The BRI has been widely recognized as a way to bring developing – and then eventually debt-ridden developed – countries into the CCP’s sphere of influence. It is nonetheless (or perhaps it logically follows that it is) fawned over by the world’s elites.
“You go to Davos and you see a few heads of state. You go to the Belt and Road Summit and you see more than anywhere in the world except at the United Nations General Assembly, and they’re all there to do strategy at the convening of Beijing who they want to write more checks,” said Ian Bremmer in 2019.
“That’s pretty extraordinary. You see that there are lots of countries in the world that are willing to do Beijing’s bidding politically because the Chinese are the only ones that are able to do long-term strategy and put cash behind it…[It is a] way for the Chinese to develop real political leverage around the world that otherwise they’d have a hard time picking up.”
Ian Bremmer is a political scientist and founder of geopolitical-risk consulting firm Eurasia Group.
China believes “BRI brings them several benefits. First new export markets, promotion of Chinese currency, tariff reductions, access to new trade routes and most importantly…political influence,” said Michelle Flournoy, a Defense Department official under both Presidents Clinton and Obama.
China has already taken over Greece’s largest shipping port, acquiring a 51% stake in Athens’ Piraeus Port in 2016. The deal, worth hundreds of millions of Euros, has provisions in it that allows China to acquire up to 67% of the total shares in the port. Interestingly, talks to sell the port to China, after initially stalling, resumed after Greece agreed to an 86 billion euro bailout deal with the European Union, driving it further into debt.
Doorway to Western Europe…and the U.S.
Italian shipping ports may be the next target for China.

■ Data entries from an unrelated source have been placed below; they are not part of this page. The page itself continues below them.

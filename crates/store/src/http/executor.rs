use std::time::Duration;

use async_trait::async_trait;

use crate::error::{Result, StoreError};

#[async_trait]
pub trait HttpFetcher: Send + Sync {
    /// Issues a GET request. A `timeout` of `None` leaves the client default in place.
    async fn get(&self, url: &str, timeout: Option<Duration>) -> Result<HttpResponse>;
}

#[derive(Debug, Clone, PartialEq, Eq)]
pub struct HttpResponse {
    pub status: u16,
    pub status_text: String,
    pub body: Vec<u8>,
}

impl HttpResponse {
    pub fn is_success(&self) -> bool {
        (200..300).contains(&self.status)
    }

    /// Fails with [`StoreError::Network`] unless the status is in `[200, 300)`.
    pub fn ensure_success(self, url: &str) -> Result<Self> {
        if self.is_success() {
            Ok(self)
        } else {
            Err(StoreError::Network {
                url: url.to_string(),
                status: self.status,
                status_text: self.status_text,
            })
        }
    }
}
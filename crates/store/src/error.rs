use thiserror::Error;

#[derive(Error, Debug)]
pub enum StoreError {
    #[error("Unexpected response from '{url}': [{status}] '{status_text}'")]
    Network {
        url: String,
        status: u16,
        status_text: String,
    },

    #[error("Request to '{0}' timed out")]
    Timeout(String),

    #[error("Request to '{url}' failed: {message}")]
    Transport { url: String, message: String },

    #[error("Invalid catalog from '{url}': {source}")]
    Parse {
        url: String,
        source: serde_json::Error,
    },

    #[error("IO error: {0}")]
    IoError(#[from] std::io::Error),

    #[error("IO operation '{operation}' failed on path '{path}': {source}")]
    IoOperation {
        operation: String,
        path: std::path::PathBuf,
        source: std::io::Error,
    },

    #[error("Invalid path: {0}")]
    InvalidPath(String),

    #[error("Invalid package: {reason}")]
    InvalidPackage { reason: String },

    #[error("Serialization error: {0}")]
    SerializationError(#[from] serde_json::Error),

    #[error("Corrupted snapshot: {0}")]
    CorruptedSnapshot(String),
}

pub type Result<T> = std::result::Result<T, StoreError>;

impl StoreError {
    pub fn is_recoverable(&self) -> bool {
        matches!(
            self,
            StoreError::Network { .. } | StoreError::Timeout(_) | StoreError::Transport { .. }
        )
    }

    pub fn is_user_error(&self) -> bool {
        matches!(
            self,
            StoreError::InvalidPath(_) | StoreError::InvalidPackage { .. }
        )
    }
}

#[cfg(test)]
mod tests {
    use super::*;

    #[test]
    fn network_error_carries_status() {
        let err = StoreError::Network {
            url: "https://example.com".into(),
            status: 404,
            status_text: "Not Found".into(),
        };
        assert_eq!(
            err.to_string(),
            "Unexpected response from 'https://example.com': [404] 'Not Found'"
        );
        assert!(err.is_recoverable());
        assert!(!err.is_user_error());
    }
}
use serde::{Deserialize, Serialize};

use crate::app::MergedAppEntry;

/// Requests sent by the presentation layer.
#[derive(Debug, Clone, PartialEq, Serialize, Deserialize)]
#[serde(tag = "command", content = "data", rename_all = "camelCase")]
pub enum ClientMessage {
    ReloadApps,
    InstallApp(AppRef),
    UpgradeApp(AppRef),
    UninstallApp(AppRef),
    OpenApp(AppRef),
}

/// Responses and notifications sent back to the presentation layer.
#[derive(Debug, Clone, PartialEq, Serialize, Deserialize)]
#[serde(tag = "command", content = "data", rename_all = "camelCase")]
pub enum ServerMessage {
    AppsLoaded {
        success: bool,
        #[serde(default, skip_serializing_if = "Option::is_none")]
        apps: Option<Vec<MergedAppEntry>>,
        #[serde(default, skip_serializing_if = "Option::is_none")]
        store: Option<String>,
        #[serde(default, skip_serializing_if = "Option::is_none")]
        error: Option<String>,
    },
    AppInstalled {
        success: bool,
        app: AppRef,
        #[serde(default, skip_serializing_if = "Option::is_none")]
        error: Option<String>,
    },
    AppUninstalled {
        success: bool,
        app: AppRef,
    },
    AppListUpdated,
}

/// The app a request refers to.
#[derive(Debug, Clone, Default, PartialEq, Eq, Serialize, Deserialize)]
pub struct AppRef {
    #[serde(default)]
    pub name: String,
    #[serde(default)]
    pub source: String,
}

#[cfg(test)]
mod tests {
    use super::*;
    use serde_json::json;

    #[test]
    fn client_messages_use_command_and_data() {
        let msg: ClientMessage = serde_json::from_value(json!({ "command": "reloadApps" })).unwrap();
        assert_eq!(msg, ClientMessage::ReloadApps);

        let msg: ClientMessage = serde_json::from_value(json!({
            "command": "uninstallApp",
            "data": { "name": "Foo", "source": "foo" }
        }))
        .unwrap();
        assert_eq!(
            msg,
            ClientMessage::UninstallApp(AppRef {
                name: "Foo".into(),
                source: "foo".into()
            })
        );
    }

    #[test]
    fn failed_install_carries_error() {
        let msg = ServerMessage::AppInstalled {
            success: false,
            app: AppRef::default(),
            error: Some("boom".into()),
        };
        let json = serde_json::to_value(&msg).unwrap();
        assert_eq!(json["command"], "appInstalled");
        assert_eq!(json["data"]["success"], false);
        assert_eq!(json["data"]["error"], "boom");
    }
}
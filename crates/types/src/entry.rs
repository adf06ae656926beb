use serde::de::Error as _;
use serde::{Deserialize, Deserializer, Serialize};
use serde_json::Value;

use crate::serde_util::one_or_many;

/// The user configuration document holding every declared command and app.
///
/// ```json
/// {
///   "commands": { "my.command": { "script": "cmd.sh", "button": { "text": "Run" } } },
///   "apps": [ "app.sh", { "script": "other.sh", "name": "Other" } ]
/// }
/// ```
#[derive(Debug, Clone, Default, Deserialize)]
pub struct EntriesDocument {
    /// Command entries in declaration order, keyed by command id.
    #[serde(default, deserialize_with = "ordered_entries")]
    pub commands: Vec<(String, Entry)>,
    #[serde(default, deserialize_with = "one_or_many")]
    pub apps: Vec<AppEntrySpec>,
}

/// An app entry is either a bare script path or a full entry.
#[derive(Debug, Clone, PartialEq, Serialize, Deserialize)]
#[serde(untagged)]
pub enum AppEntrySpec {
    Script(String),
    Full(Entry),
}

impl AppEntrySpec {
    pub fn into_entry(self) -> Entry {
        match self {
            AppEntrySpec::Script(script) => Entry {
                script,
                ..Default::default()
            },
            AppEntrySpec::Full(entry) => entry,
        }
    }
}

/// One user-declared command or app.
#[derive(Debug, Clone, Default, PartialEq, Serialize, Deserialize)]
#[serde(rename_all = "camelCase")]
pub struct Entry {
    #[serde(default)]
    pub script: String,
    #[serde(default, skip_serializing_if = "Option::is_none")]
    pub name: Option<String>,
    #[serde(default, skip_serializing_if = "Option::is_none")]
    pub description: Option<String>,
    #[serde(default, skip_serializing_if = "Option::is_none")]
    pub button: Option<ButtonSpec>,
    #[serde(default, skip_serializing_if = "Option::is_none")]
    pub options: Option<Value>,
    #[serde(default, skip_serializing_if = "Option::is_none")]
    pub on_created: Option<String>,
    #[serde(default, skip_serializing_if = "Option::is_none")]
    pub on_destroyed: Option<String>,
    #[serde(default, skip_serializing_if = "Option::is_none")]
    pub platform_condition: Option<PlatformCondition>,
    #[serde(default, skip_serializing_if = "Option::is_none")]
    pub filter_condition: Option<String>,
    /// Render the app through the component template mode.
    #[serde(default)]
    pub vue: bool,
    /// Initial value of the script's state cell.
    #[serde(default, skip_serializing_if = "Option::is_none")]
    pub state: Option<Value>,
}

/// Status bar button attached to an entry.
#[derive(Debug, Clone, Default, PartialEq, Serialize, Deserialize)]
#[serde(rename_all = "camelCase")]
pub struct ButtonSpec {
    #[serde(default, skip_serializing_if = "Option::is_none")]
    pub text: Option<String>,
    #[serde(default, skip_serializing_if = "Option::is_none")]
    pub tooltip: Option<String>,
    #[serde(default, skip_serializing_if = "Option::is_none")]
    pub color: Option<String>,
    #[serde(default, skip_serializing_if = "Option::is_none")]
    pub visibility: Option<VisibilityCondition>,
    /// Code run through the host each time the active editor changes.
    #[serde(default, skip_serializing_if = "Option::is_none")]
    pub on_editor_changed: Option<String>,
}

/// Decides whether a button is shown for the current active editor.
#[derive(Debug, Clone, Default, PartialEq, Serialize, Deserialize)]
#[serde(rename_all = "camelCase")]
pub struct VisibilityCondition {
    /// Language ids the active editor must have. Empty means any.
    #[serde(default, deserialize_with = "one_or_many")]
    pub languages: Vec<String>,
    /// Regular expression the active editor's file path must match.
    #[serde(default, skip_serializing_if = "Option::is_none")]
    pub file_pattern: Option<String>,
    /// Hide the button when no editor is active.
    #[serde(default)]
    pub requires_editor: bool,
}

/// Platforms an entry is restricted to.
#[derive(Debug, Clone, PartialEq, Serialize, Deserialize)]
#[serde(untagged)]
pub enum PlatformCondition {
    One(String),
    Many(Vec<String>),
}

impl PlatformCondition {
    /// Returns true if `os` (a `std::env::consts::OS` value) is one of the listed platforms.
    ///
    /// Node-style names (`win32`, `darwin`) are accepted as aliases. An empty list matches
    /// every platform.
    pub fn matches(&self, os: &str) -> bool {
        let platforms: Vec<&str> = match self {
            PlatformCondition::One(p) => vec![p.as_str()],
            PlatformCondition::Many(list) => list.iter().map(String::as_str).collect(),
        };

        let platforms: Vec<String> = platforms
            .into_iter()
            .map(crate::normalize_name)
            .filter(|p| !p.is_empty())
            .map(|p| match p.as_str() {
                "win32" => "windows".to_string(),
                "darwin" => "macos".to_string(),
                _ => p,
            })
            .collect();

        platforms.is_empty() || platforms.iter().any(|p| p == os)
    }
}

fn ordered_entries<'de, D>(deserializer: D) -> Result<Vec<(String, Entry)>, D::Error>
where
    D: Deserializer<'de>,
{
    let map: Option<serde_json::Map<String, Value>> = Option::deserialize(deserializer)?;
    let Some(map) = map else {
        return Ok(Vec::new());
    };

    let mut entries = Vec::with_capacity(map.len());
    for (key, value) in map {
        if value.is_null() {
            continue;
        }
        let entry: Entry = serde_json::from_value(value)
            .map_err(|e| D::Error::custom(format!("invalid entry '{key}': {e}")))?;
        entries.push((key, entry));
    }
    Ok(entries)
}
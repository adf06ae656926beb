//! HTTP access used by the catalog loader and the installer.
//!
//! Everything that touches the network goes through [`HttpFetcher`] so that the loader,
//! the watcher and the installer can run against an in-memory [`StaticFetcher`] in tests.

mod executor;
mod reqwest;
mod memory;

pub use self::executor::{HttpFetcher, HttpResponse};
pub use self::reqwest::ReqwestFetcher;
pub use self::memory::StaticFetcher;
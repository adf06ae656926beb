use std::path::PathBuf;

use serde_json::{Value, json};

use crate::host::ActiveEditor;
use crate::state::StateCell;

/// The single argument every script handler receives.
#[derive(Debug, Clone)]
pub struct InvocationContext {
    /// Id of the command, or key of the app, being invoked.
    pub key: String,
    /// Resolved path of the script.
    pub script: PathBuf,
    /// Caller-supplied arguments, without the host's leading context argument.
    pub arguments: Vec<Value>,
    /// The entry's `options` value, `null` if unset.
    pub options: Value,
    pub execution: ExecutionInfo,
    /// The script's state cell. Writes go to the live cell.
    pub state: StateCell,
    /// Event name for view messages.
    pub event: Option<String>,
    /// Payload for view messages.
    pub data: Option<Value>,
}

/// Fields derived from how the host triggered the call.
#[derive(Debug, Clone, Default)]
pub struct ExecutionInfo {
    /// The leading argument the host passed, if any.
    pub host_context: Option<Value>,
    pub active_editor: Option<ActiveEditor>,
    pub platform: String,
}

impl InvocationContext {
    /// JSON form handed to out-of-process scripts. `state` is the cell's current value.
    pub fn to_json(&self) -> Value {
        json!({
            "key": self.key,
            "script": self.script,
            "arguments": self.arguments,
            "options": self.options,
            "state": self.state.get(),
            "event": self.event,
            "data": self.data,
            "execution": {
                "hostContext": self.execution.host_context,
                "activeEditor": self.execution.active_editor,
                "platform": self.execution.platform,
            },
        })
    }
}

/// Splits host-delivered arguments into the leading host context and the caller's arguments.
pub(crate) fn split_host_arguments(mut args: Vec<Value>) -> (Option<Value>, Vec<Value>) {
    if args.is_empty() {
        return (None, args);
    }
    let host = args.remove(0);
    (Some(host).filter(|v| !v.is_null()), args)
}
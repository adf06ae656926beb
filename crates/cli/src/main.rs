mod cli;
mod commands;
mod config;

use clap::Parser;

use crate::cli::{Cli, Commands};
use crate::config::Config;

#[tokio::main]
async fn main() -> eyre::Result<()> {
    let cli = Cli::parse();

    tracing_subscriber::fmt()
        .with_env_filter(tracing_subscriber::EnvFilter::from_default_env())
        .init();

    match cli.command {
        Commands::Catalog { command } => {
            let config = Config::load().await?;
            commands::catalog::handle_catalog_command(command, &config).await
        }
        Commands::Apps { command } => {
            let config = Config::load().await?;
            commands::apps::handle_apps_command(command, &config).await
        }
        Commands::Run { id, args } => {
            let config = Config::load().await?;
            commands::run::handle_run(&config, id, args).await
        }
        Commands::Open { app } => {
            let config = Config::load().await?;
            commands::run::handle_open(&config, app).await
        }
        Commands::Config { command } => commands::config::handle_config_command(command).await,
    }
}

In 2019 Chinese President Xi Jinping visited Rome where a Memorandum of Understanding worth nearly $3 billion in economic agreements was signed between the two nations.
Leonardo has done quite a bit of business with China for decades. In recent years the relationship has deepened. In 2014 it signed two strategic agreements with Chinese companies which Renzi personally oversaw. In 2018 Leonardo signed an agreement with a Chinese investment group to develop a long range airliner.
Italy is a G7 economy and if it were to break away from the EU in the wake of Brexit the entire union’s fate would be put in jeopardy. That may also explain why so much of the interference in the Trump presidency originated in Rome.
Mario Draghi has seemingly been handpicked to drive a nail in the coffin of the Italian Eurosceptic movement and bind it to the EU for decades to come. A former head of the European Central Bank and former employee at Wall Street banking giant Goldman Sachs, Draghi was once called the “greatest central banker of all time.”
He is credited with nearly single-handedly saving the Euro in 2012. He was also the subject of President Trump’s ire in 2019 for allegedly keeping the value of the Euro in relation to the Dollar artificially low, thus bolstering European exports against those of the U.S.
Now it seems he has been brought on to further the Chinese Communist Party’s creep westward and help it gain the foothold in Europe it’s been craving. Italy seems to be the doorway to western Europe and ultimately the United States China seems intent on driving through. Which may be why it is currently the front line in the war between nationalists and patriots.